→ Material for this task:
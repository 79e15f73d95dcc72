//! Error types for the B53 register access driver
//!
//! Errors are organized by domain for better diagnostics:
//! - [`ConfigError`]: Configuration and discovery failures
//! - [`IoError`]: Runtime register access failures
//!
//! The unified [`Error`] enum wraps both domains and is returned by every
//! register access method. [`IoError`] deliberately separates a failed bus
//! transfer from a chip that never finished its handshake, so callers can tell
//! wiring problems apart from chip-state problems.

// =============================================================================
// Configuration Errors
// =============================================================================

/// Configuration and discovery errors
///
/// These errors occur while validating a [`B53Config`](crate::B53Config) or
/// while probing and identifying an attached switch.
#[derive(Debug, Clone, Copy, PartialEq, Eq)]
#[cfg_attr(feature = "defmt", derive(defmt::Format))]
pub enum ConfigError {
    /// Invalid configuration parameter
    InvalidConfig,
    /// Bus address is not one the B53 pseudo-PHY answers on
    InvalidPhyAddress,
    /// The device id read from the switch is not a known B53 chip
    UnsupportedChip,
}

impl core::fmt::Display for ConfigError {
    fn fmt(&self, f: &mut core::fmt::Formatter<'_>) -> core::fmt::Result {
        f.write_str(self.as_str())
    }
}

impl ConfigError {
    /// Returns a human-readable description of the error
    #[must_use]
    pub const fn as_str(&self) -> &'static str {
        match self {
            ConfigError::InvalidConfig => "invalid configuration",
            ConfigError::InvalidPhyAddress => "invalid PHY address",
            ConfigError::UnsupportedChip => "unsupported switch chip",
        }
    }
}

// =============================================================================
// I/O Errors
// =============================================================================

/// Runtime register access errors
#[derive(Debug, Clone, Copy, PartialEq, Eq)]
#[cfg_attr(feature = "defmt", derive(defmt::Format))]
pub enum IoError {
    /// The underlying bus transport failed a word read or write
    Bus,
    /// The chip did not clear its busy bits within the poll window
    Timeout,
}

impl core::fmt::Display for IoError {
    fn fmt(&self, f: &mut core::fmt::Formatter<'_>) -> core::fmt::Result {
        f.write_str(self.as_str())
    }
}

impl IoError {
    /// Returns a human-readable description of the error
    #[must_use]
    pub const fn as_str(&self) -> &'static str {
        match self {
            IoError::Bus => "bus transfer failed",
            IoError::Timeout => "device did not respond in time",
        }
    }
}

// =============================================================================
// Unified Error Type
// =============================================================================

/// This enum wraps all domain-specific errors for unified error handling.
///
/// Match on the inner domain error for specific handling:
/// ```ignore
/// match switch.read16(page, reg) {
///     Err(Error::Io(IoError::Timeout)) => { /* chip stuck, reset it */ }
///     Err(Error::Io(IoError::Bus)) => { /* check the MDIO wiring */ }
///     _ => {}
/// }
/// ```
#[derive(Debug, Clone, Copy, PartialEq, Eq)]
#[cfg_attr(feature = "defmt", derive(defmt::Format))]
pub enum Error {
    /// Configuration error
    Config(ConfigError),
    /// I/O error
    Io(IoError),
}

impl Error {
    /// True if the bus transport itself failed
    pub const fn is_bus_error(&self) -> bool {
        matches!(self, Error::Io(IoError::Bus))
    }

    /// True if the chip did not complete its handshake in time
    pub const fn is_timeout(&self) -> bool {
        matches!(self, Error::Io(IoError::Timeout))
    }
}

impl core::fmt::Display for Error {
    fn fmt(&self, f: &mut core::fmt::Formatter<'_>) -> core::fmt::Result {
        match self {
            Error::Config(e) => write!(f, "config: {}", e.as_str()),
            Error::Io(e) => write!(f, "io: {}", e.as_str()),
        }
    }
}

impl From<ConfigError> for Error {
    fn from(e: ConfigError) -> Self {
        Error::Config(e)
    }
}

impl From<IoError> for Error {
    fn from(e: IoError) -> Self {
        Error::Io(e)
    }
}

/// Result type alias for register access operations
pub type Result<T> = core::result::Result<T, Error>;

/// Result type alias for configuration operations
pub type ConfigResult<T> = core::result::Result<T, ConfigError>;

/// Result type alias for I/O operations
pub type IoResult<T> = core::result::Result<T, IoError>;

// =============================================================================
// Unit Tests
// =============================================================================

→ Your instructions:
Find the word "handling" in the entries, then copy out every line that has it.

→ Task answer:
/// This enum wraps all domain-specific errors for unified error handling.
/// Match on the inner domain error for specific handling:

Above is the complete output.